What the task asks >> Please print all of the entries, matching them exactly.

---------- Exercise materials

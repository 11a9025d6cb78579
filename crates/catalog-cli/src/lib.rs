//! # catalog-cli: Attribute Schema Tooling
//!
//! Provides the `catalog` command-line interface over attribute-schema
//! files. It is an offline tool; the request-serving path uses
//! `catalog-schema` directly.
//!
//! ## Subcommands
//!
//! - `catalog inspect`: Parse a schema and print the extracted model.
//! - `catalog check`: Parse and apply the supported-type policy.
//! - `catalog generate`: Generate typed Rust bindings from a schema.
//! - `catalog category`: Validate a category create/update payload.
//!
//! ```bash
//! catalog check schemas/smartphones.schema.json
//! catalog --config catalog.yaml generate schemas/vacuums.schema.json
//! ```
//!
//! Handlers return the process exit code: `0` on success, `1` when the
//! input was rejected. Unexpected failures propagate as `anyhow` errors.

pub mod category;
pub mod check;
pub mod config;
pub mod generate;
pub mod inspect;

use std::path::Path;

use anyhow::{Context, Result};

/// Read a schema or payload file into memory.
pub fn read_input(path: &Path) -> Result<Vec<u8>> {
    std::fs::read(path).with_context(|| format!("cannot read {}", path.display()))
}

--------------------

Your response >>
repository 11a9025d6cb78579
filename crates/catalog-cli/src/lib.rs
//! # catalog-cli: Attribute Schema Tooling
//!
//! Provides the `catalog` command-line interface over attribute-schema
//! files. It is an offline tool; the request-serving path uses
//! `catalog-schema` directly.
//!
//! ## Subcommands
//!
//! - `catalog inspect`: Parse a schema and print the extracted model.
//! - `catalog check`: Parse and apply the supported-type policy.
//! - `catalog generate`: Generate typed Rust bindings from a schema.
//! - `catalog category`: Validate a category create/update payload.
//!
//! ```bash
//! catalog check schemas/smartphones.schema.json
//! catalog --config catalog.yaml generate schemas/vacuums.schema.json
//! ```
//!
//! Handlers return the process exit code: `0` on success, `1` when the
//! input was rejected. Unexpected failures propagate as `anyhow` errors.

pub mod category;
pub mod check;
pub mod config;
pub mod generate;
pub mod inspect;

use std::path::Path;

use anyhow::{Context, Result};

/// Read a schema or payload file into memory.
pub fn read_input(path: &Path) -> Result<Vec<u8>> {
    std::fs::read(path).with_context(|| format!("cannot read {}", path.display()))
}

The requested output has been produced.